Aproxima-se o congresso do PS e decorre por esta altura a campanha, junto dos militantes, para esclarecimento sobre as moções de estratégia e preparação da eleição dos delegados ao congresso. Não sou militante do PS, mas se o fosse empenhar-me-ia na defesa da candidatura de José Sócrates. Sem dúvidas e sem reservas.
A reeleição do secretário-geral do PS, desta feita sem adversários na corrida interna, é de importância acrescida nestes tempos conturbados. A crise que aí está exige lideranças fortes por parte dos partidos de poder e, no caso do PS, essa liderança de Sócrates deve ser reforçada a pensar no próximo acto eleitoral. Por isso, é pena que os seus adversários, que os há, não tenham assumido nenhuma candidatura a este congresso.
Nem tudo foi excelente nestes quase quatro anos de governação, é verdade, mas basta recordarmo-nos do que foram os anos antes de Sócrates para imaginarmos o que seria o regresso ao passado.
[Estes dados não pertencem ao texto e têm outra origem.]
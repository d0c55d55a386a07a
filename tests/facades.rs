mod common;
use common::{quiet_logger, RecordingTransport};

use chrono::{TimeZone, Utc};
use human_mcp::config::Config;
use human_mcp::errors::{ToolError, ToolErrorKind};
use human_mcp::models::code_defender::{CodeDefenderParams, InventoryParams};
use human_mcp::models::cyberfraud::{
    AccountInfoParams, AttackReportingParams, OverviewParams, TrafficDataParams,
};
use human_mcp::services::code_defender::CodeDefenderService;
use human_mcp::services::cyberfraud::CyberfraudService;
use human_mcp::services::http_client::Transport;
use human_mcp::services::time_window::FixedClock;
use serde_json::json;
use std::sync::Arc;

fn cyberfraud(transport: Arc<RecordingTransport>) -> CyberfraudService {
    let now = Utc.with_ymd_and_hms(2024, 6, 15, 12, 0, 0).unwrap();
    CyberfraudService::new(
        quiet_logger(),
        transport as Arc<dyn Transport>,
        &Config::default(),
    )
    .with_clock(Arc::new(FixedClock(now)))
}

fn code_defender(transport: Arc<RecordingTransport>) -> CodeDefenderService {
    CodeDefenderService::new(
        quiet_logger(),
        transport as Arc<dyn Transport>,
        &Config::default(),
    )
}

fn window() -> AttackReportingParams {
    AttackReportingParams {
        start_time: "2024-06-14T00:00:00Z".to_string(),
        end_time: "2024-06-14T06:00:00Z".to_string(),
        ..Default::default()
    }
}

#[tokio::test]
async fn overtime_sends_epoch_seconds_and_threat_type_override() {
    let transport = RecordingTransport::replying(json!({
        "result": true,
        "message": "ok",
        "content": {
            "results": [{"timestamp": "2024-06-14T00:00:00Z", "legitimateRequests": 10, "bots": 2}],
            "dataLags": []
        }
    }));
    let mut params = window();
    params.threat_types = Some(vec!["scraping".to_string()]);

    let response = cyberfraud(transport.clone())
        .get_attack_reporting_overtime(&params)
        .await
        .unwrap();

    let url = transport.last_url();
    assert!(url.starts_with("https://api.humansecurity.com/v1/cyberfraud/attack-reporting/overtime?"));
    assert!(url.contains("from=1718323200&to=1718344800"));
    assert!(url.contains("treatTypes%5B%5D=scraping"));
    assert!(!url.contains("threatTypes"));
    assert_eq!(response.result, Some(Some(true)));
    let results = response.content.flatten().unwrap().results.flatten().unwrap();
    assert_eq!(results.len(), 1);
    assert_eq!(
        results[0].legitimate_requests,
        Some(Some(serde_json::Number::from(10u64)))
    );
    assert_eq!(results[0].extra["bots"], json!(2));
}

#[tokio::test]
async fn overtime_clamps_before_converting() {
    let transport = RecordingTransport::replying(json!({}));
    let params = AttackReportingParams {
        start_time: "2024-05-01T00:00:00Z".to_string(),
        end_time: "2024-06-20T00:00:00Z".to_string(),
        ..Default::default()
    };
    cyberfraud(transport.clone())
        .get_attack_reporting_overtime(&params)
        .await
        .unwrap();
    // now - 14d and now, in seconds
    assert!(transport
        .last_url()
        .contains("from=1717243200&to=1718452800"));
}

#[tokio::test]
async fn invalid_window_never_reaches_the_transport() {
    let transport = RecordingTransport::replying(json!({}));
    let params = AttackReportingParams {
        start_time: "yesterday".to_string(),
        end_time: "2024-06-15T00:00:00Z".to_string(),
        ..Default::default()
    };
    let err = cyberfraud(transport.clone())
        .get_attack_reporting_overtime(&params)
        .await
        .unwrap_err();
    assert_eq!(err.kind, ToolErrorKind::InvalidInput);
    assert!(err.message.starts_with("Invalid startTime."));
    assert!(transport.urls().is_empty());
}

#[tokio::test]
async fn overview_with_cluster_targets_the_cluster_without_paging() {
    let transport = RecordingTransport::replying(json!({"result": true, "content": {"clusters": []}}));
    let params = OverviewParams {
        window: window(),
        page: Some(2),
        page_size: Some(25),
        cluster_id: Some("cid123".to_string()),
    };
    cyberfraud(transport.clone())
        .get_attack_reporting_overview(&params)
        .await
        .unwrap();
    let url = transport.last_url();
    assert!(url.contains("/attack-reporting/overview/cid123?"));
    assert!(!url.contains("page="));
    assert!(!url.contains("pageSize="));
}

#[tokio::test]
async fn overview_without_cluster_pages() {
    let transport = RecordingTransport::replying(json!({
        "result": true,
        "content": {"clusters": [{"clusterId": "c1", "type": "scraping", "total": 5}], "total": 1}
    }));
    let params = OverviewParams {
        window: window(),
        page: Some(2),
        ..Default::default()
    };
    let response = cyberfraud(transport.clone())
        .get_attack_reporting_overview(&params)
        .await
        .unwrap();
    let url = transport.last_url();
    assert!(url.contains("/attack-reporting/overview?"));
    assert!(url.contains("page=2&pageSize=10"));
    let clusters = response.content.flatten().unwrap().clusters.flatten().unwrap();
    assert_eq!(clusters[0].kind, Some(Some("scraping".to_string())));
}

#[tokio::test]
async fn account_info_path_and_days_range() {
    let transport = RecordingTransport::replying(json!({
        "account_id": "abc123",
        "exists": true,
        "is_under_attack": false,
        "registration_date": "2024-01-01"
    }));
    let info = cyberfraud(transport.clone())
        .get_account_info(&AccountInfoParams {
            account_id: "abc123".to_string(),
            days_range: Some(5),
        })
        .await
        .unwrap();
    let url = transport.last_url();
    assert!(url.contains("/account/abc123"));
    assert!(url.contains("daysRange=5"));
    assert_eq!(info.exists, Some(Some(true)));
    assert_eq!(info.extra["registration_date"], json!("2024-01-01"));
}

#[tokio::test]
async fn custom_rules_pass_through_unknown_fields() {
    let transport = RecordingTransport::replying(json!({
        "result": true,
        "content": [{"ruleId": 7, "name": "block bad bots", "status": "active", "conditions": []}]
    }));
    let rules = cyberfraud(transport.clone())
        .get_custom_rules()
        .await
        .unwrap();
    assert_eq!(
        transport.last_url(),
        "https://api.humansecurity.com/v1/cyberfraud/custom-rules"
    );
    let rules = rules.content.flatten().unwrap();
    assert_eq!(rules[0].name, Some(Some("block bad bots".to_string())));
    assert_eq!(rules[0].extra["conditions"], json!([]));
}

#[tokio::test]
async fn traffic_data_defaults() {
    let transport = RecordingTransport::replying(json!({"result": true, "content": {}}));
    let params = TrafficDataParams {
        start_time: "2024-06-14T00:00:00Z".to_string(),
        end_time: "2024-06-14T06:00:00Z".to_string(),
        overtime: Some(Vec::new()),
        ..Default::default()
    };
    cyberfraud(transport.clone())
        .get_traffic_data(&params)
        .await
        .unwrap();
    let url = transport.last_url();
    assert!(url.contains("/traffic-data?from=1718323200&to=1718344800"));
    assert!(url.contains("source%5B%5D=web&source%5B%5D=mobile"));
    assert!(url.contains("overtime%5B%5D=legitimate"));
    assert!(url.contains("overtime%5B%5D=captchaSolved"));
    assert!(!url.contains("appId"));
}

#[tokio::test]
async fn code_defender_repeats_arrays_and_skips_absent_values() {
    let transport = RecordingTransport::replying(json!({
        "paging": {"count": 1},
        "data": [{"category": "pci", "host_domain": "example.com"}]
    }));
    let params = CodeDefenderParams {
        app_id: vec!["PX1".to_string(), "PX2".to_string()],
        tld: vec!["example.com".to_string()],
        from: Some(1_749_409_759_000),
        to: Some(1_749_496_159_000),
        take: None,
        skip: None,
    };
    let incidents = code_defender(transport.clone())
        .get_incidents(&params)
        .await
        .unwrap();
    assert_eq!(
        transport.last_url(),
        "https://api.humansecurity.com/v1/code-defender/defense/incidents?appId=PX1&appId=PX2&tld=example.com&from=1749409759000&to=1749496159000"
    );
    let data = incidents.data.flatten().unwrap();
    assert_eq!(data[0].host_domain, Some(Some("example.com".to_string())));
}

#[tokio::test]
async fn inventories_hit_their_own_paths() {
    let transport = RecordingTransport::replying(json!({"data": []}));
    let service = code_defender(transport.clone());
    let params = InventoryParams {
        filter: CodeDefenderParams {
            app_id: vec!["PX1".to_string()],
            tld: vec!["example.com".to_string()],
            take: Some(10),
            ..Default::default()
        },
        excluded_statuses: Some(vec!["inactive".to_string()]),
    };
    service.get_script_inventory(&params).await.unwrap();
    service.get_header_inventory(&params).await.unwrap();
    let urls = transport.urls();
    assert!(urls[0].contains("/pci/inventory/scripts?appId=PX1&tld=example.com&take=10&excludedStatuses=inactive"));
    assert!(urls[1].contains("/pci/inventory/headers?"));
}

#[tokio::test]
async fn transport_errors_propagate_unchanged() {
    let transport = RecordingTransport::failing(ToolError::network("network fail"));
    let err = cyberfraud(transport.clone())
        .get_account_info(&AccountInfoParams {
            account_id: "abc123".to_string(),
            days_range: None,
        })
        .await
        .unwrap_err();
    assert_eq!(err.kind, ToolErrorKind::Network);
    assert_eq!(err.message, "network fail");

    let transport = RecordingTransport::failing(ToolError::http(404, "missing"));
    let err = code_defender(transport)
        .get_incidents(&CodeDefenderParams {
            app_id: vec!["PX1".to_string()],
            tld: vec!["example.com".to_string()],
            ..Default::default()
        })
        .await
        .unwrap_err();
    assert_eq!(err.message, "API error: 404: missing");
}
Por outro lado, um PS refém das minorias, à direita e à esquerda, poderia trazer sérios problemas de (in)governabilidade.
O governo do PS interveio em sectores como a segurança social, a solidariedade, a justiça, a educação, a reforma da administração pública. Apostou na quebra de alguns monopólios instalados. Enfrentou com coragem as forças de pressão de algumas corporações. Umas vezes melhor, outras menos bem. O balanço que faço, no entanto, é bastante positivo. Sei que muitos dos leitores não concordarão, mas estou certo que a maioria acompanhar-me-á nesta avaliação. Veremos nas próximas eleições quem está mais próximo da razão.